One weekend, I was at the mall with a not-super-close friend—let’s call her Iffy—and we ran into these two hot guys, and they invited us to hang out at one guy’s apartment that was not far. The invitation didn’t feel weird or out of bounds, because these guys weren’t strangers; they were nice guys we’d known for a while. They were older, but we weren’t little girls; we were in high school, after all. This was midmorning on a Saturday, and Iffy’s parents were expecting us to be home for dinner.

So Iffy and I went over, and we were playing music and dancing, just hanging out. One of the guys kept trying to get me to drink this wild berry wine cooler, but thinking ahead, I had brought a bottle of Sprite with me.

I kept saying, “I’m good with my Sprite.”

But he kept coming over to me with this wild berry wine cooler, wild berry wine cooler, wild berry wine cooler. He kept saying, “Don’t be a baby. It doesn’t even taste like alcohol. It’s hardly anything. Like Kool-Aid. Look, you have to drink it now, it’s already open. We can’t waste it. Just take one drink.”

I took a sip. It was syrupy sweet, tinged with blue.

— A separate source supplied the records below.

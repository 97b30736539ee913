//! Fixed-binning 1D histogram with under/overflow and running moments.

use serde::{Deserialize, Serialize};
use st_core::{Error, Result};

/// A 1D histogram with `n_bins` equal bins on `[x_min, x_max)`.
#[derive(Debug, Clone, PartialEq, Serialize, Deserialize)]
pub struct Histogram1D {
    /// Histogram name.
    pub name: String,
    /// Histogram title.
    pub title: String,
    /// Number of bins (excluding under/overflow).
    pub n_bins: usize,
    /// Lower edge of first bin.
    pub x_min: f64,
    /// Upper edge of last bin.
    pub x_max: f64,
    /// Bin contents (length = n_bins, excluding under/overflow).
    pub bin_content: Vec<f64>,
    /// Entries below `x_min`.
    pub underflow: f64,
    /// Entries at or above `x_max`.
    pub overflow: f64,
    /// Number of fills, flows included.
    pub entries: u64,
    /// Sum of all filled values.
    pub sum: f64,
    /// Sum of squares of all filled values.
    pub sum_sq: f64,
}

impl Histogram1D {
    /// Book an empty histogram.
    pub fn new(name: &str, title: &str, n_bins: usize, x_min: f64, x_max: f64) -> Result<Self> {
        if n_bins == 0 {
            return Err(Error::Validation(format!("histogram '{name}': n_bins must be > 0")));
        }
        if !(x_min.is_finite() && x_max.is_finite() && x_min < x_max) {
            return Err(Error::Validation(format!(
                "histogram '{name}': invalid range [{x_min}, {x_max})"
            )));
        }
        Ok(Self {
            name: name.to_string(),
            title: title.to_string(),
            n_bins,
            x_min,
            x_max,
            bin_content: vec![0.0; n_bins],
            underflow: 0.0,
            overflow: 0.0,
            entries: 0,
            sum: 0.0,
            sum_sq: 0.0,
        })
    }

    /// Bin width.
    pub fn bin_width(&self) -> f64 {
        (self.x_max - self.x_min) / self.n_bins as f64
    }

    /// Bin edges (length = n_bins + 1).
    pub fn bin_edges(&self) -> Vec<f64> {
        let w = self.bin_width();
        (0..=self.n_bins).map(|i| self.x_min + w * i as f64).collect()
    }

    /// In-range bin holding `x`, `None` for under/overflow and NaN.
    pub fn bin_index(&self, x: f64) -> Option<usize> {
        if x.is_nan() || x < self.x_min || x >= self.x_max {
            return None;
        }
        let i = ((x - self.x_min) / self.bin_width()) as usize;
        Some(i.min(self.n_bins - 1))
    }

    /// Add one entry. NaN values are ignored.
    pub fn fill(&mut self, x: f64) {
        if x.is_nan() {
            return;
        }
        match self.bin_index(x) {
            Some(i) => self.bin_content[i] += 1.0,
            None if x < self.x_min => self.underflow += 1.0,
            None => self.overflow += 1.0,
        }
        self.entries += 1;
        if x.is_finite() {
            self.sum += x;
            self.sum_sq += x * x;
        }
    }

    /// Sum of in-range bin contents.
    pub fn integral(&self) -> f64 {
        self.bin_content.iter().sum()
    }

    /// Mean of all filled values.
    pub fn mean(&self) -> f64 {
        if self.entries == 0 {
            return 0.0;
        }
        self.sum / self.entries as f64
    }

    /// Standard deviation of all filled values.
    pub fn std_dev(&self) -> f64 {
        if self.entries == 0 {
            return 0.0;
        }
        let n = self.entries as f64;
        let mean = self.sum / n;
        (self.sum_sq / n - mean * mean).max(0.0).sqrt()
    }

    /// Add the contents of `other`, which must have the same binning.
    pub fn merge(&mut self, other: &Histogram1D) -> Result<()> {
        if self.n_bins != other.n_bins || self.x_min != other.x_min || self.x_max != other.x_max {
            return Err(Error::Validation(format!(
                "cannot merge histogram '{}' into '{}': binning differs",
                other.name, self.name
            )));
        }
        for (a, b) in self.bin_content.iter_mut().zip(&other.bin_content) {
            *a += b;
        }
        self.underflow += other.underflow;
        self.overflow += other.overflow;
        self.entries += other.entries;
        self.sum += other.sum;
        self.sum_sq += other.sum_sq;
        Ok(())
    }
}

After that, I don’t remember much. Broken pieces. Fragments. Echoes. White noise. Black silence. I became aware of a crushing weight on me. Suffocating me. Cracking my ribs. I felt a jolt of panic and tried to get up, but the impulse was lost, as if something had severed my spinal cord. When I tried to scream, there was no air in my lungs. All that came out was a small, raspy “stop . . . what’s happening . . . stop . . .” until this guy clamped his hand over my mouth—like, aggressively—like, hard. He clamped down on my face and whispered: “It’s a dream. It’s a dream. You’re dreaming.”

That creepy whisper in my ear—like a mosquito.

And then . . . nothing.

I woke up alone in a room I didn’t recognize. Late-afternoon sun beat through the streaky windows. My eyes felt like two stones in my skull. My lips felt swollen and tasted like blood. My body ached, unstable, like I’d been torn in half and glued back together inside my clothes. I didn’t know if my friend had abandoned me or was dead in the other bedroom. I needed to throw up.

I went into the bathroom, vomited, and washed my face with cold water. Before I opened the bedroom door, I pressed my ear against it. The apartment was silent. I carefully opened the door and stepped into the hallway. The guy was standing in the middle of the living room between me and the front door.

My throat closed. I couldn’t breathe. The way he was standing there—it seemed like he wasn’t going to let me leave. It seemed like he wanted me to be afraid. But then he smiled and said, “Hi.”

I said, “Where’s Iffy?”

He said, “They left earlier. I think they went for lunch. And then you fell asleep. Right? You remember falling asleep?”

I said, “I was . . . yeah. I—I must’ve fallen asleep.”

He said, “Did you, like, have any weird dreams? Do you remember anything?”

I focused on the front door and said what I thought he wanted me to say: “I don’t remember anything. I was just asleep. That’s all.”

He kept shuffling back and forth on his feet in a weird, awkward way, asking me if I remembered anything, asking me if I had any bad dreams. I just acted like I didn’t know what he was talking about, saying I really had to get back because people were waiting for me, and finally, he stepped aside just enough for me to squeeze past him and get out the door. I tried to run, but my legs were liquid cement. All I could do was stagger down the stairs, terrified to look over my shoulder.